[Opening SUPPLIED RECORDS section]
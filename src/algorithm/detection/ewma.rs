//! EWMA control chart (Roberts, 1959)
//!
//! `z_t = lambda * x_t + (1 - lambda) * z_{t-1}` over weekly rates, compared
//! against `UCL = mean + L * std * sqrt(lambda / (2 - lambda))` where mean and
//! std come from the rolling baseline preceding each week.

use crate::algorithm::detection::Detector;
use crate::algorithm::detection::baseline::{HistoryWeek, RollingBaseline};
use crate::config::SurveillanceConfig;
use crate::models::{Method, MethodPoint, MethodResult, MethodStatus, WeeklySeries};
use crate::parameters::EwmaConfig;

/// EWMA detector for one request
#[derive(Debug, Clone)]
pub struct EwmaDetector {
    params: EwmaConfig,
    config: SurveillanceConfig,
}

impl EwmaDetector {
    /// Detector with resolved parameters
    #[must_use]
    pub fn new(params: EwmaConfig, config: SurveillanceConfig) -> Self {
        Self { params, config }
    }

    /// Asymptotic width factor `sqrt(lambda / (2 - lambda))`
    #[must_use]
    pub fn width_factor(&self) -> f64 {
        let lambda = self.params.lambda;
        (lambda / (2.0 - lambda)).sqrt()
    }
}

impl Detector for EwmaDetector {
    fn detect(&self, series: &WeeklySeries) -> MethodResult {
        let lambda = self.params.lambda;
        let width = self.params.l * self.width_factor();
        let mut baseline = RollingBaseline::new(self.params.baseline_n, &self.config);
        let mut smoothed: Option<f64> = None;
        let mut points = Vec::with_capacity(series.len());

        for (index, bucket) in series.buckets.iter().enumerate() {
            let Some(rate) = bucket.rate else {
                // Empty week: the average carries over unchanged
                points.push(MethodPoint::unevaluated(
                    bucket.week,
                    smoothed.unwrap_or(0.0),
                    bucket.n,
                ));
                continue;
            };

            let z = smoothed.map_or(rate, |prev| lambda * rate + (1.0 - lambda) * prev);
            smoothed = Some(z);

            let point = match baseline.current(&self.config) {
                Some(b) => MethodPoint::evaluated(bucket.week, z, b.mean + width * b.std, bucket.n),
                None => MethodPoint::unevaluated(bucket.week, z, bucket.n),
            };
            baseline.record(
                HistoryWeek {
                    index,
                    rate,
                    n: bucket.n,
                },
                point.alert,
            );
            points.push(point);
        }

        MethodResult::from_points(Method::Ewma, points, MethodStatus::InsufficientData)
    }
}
[Closing SUPPLIED RECORDS section]
GOAL OF THE EXERCISE:
Please copy out each line in the entries that mentions the string "over".

SOLUTION FOR THIS PROBLEM:
//! `z_t = lambda * x_t + (1 - lambda) * z_{t-1}` over weekly rates, compared
                // Empty week: the average carries over unchanged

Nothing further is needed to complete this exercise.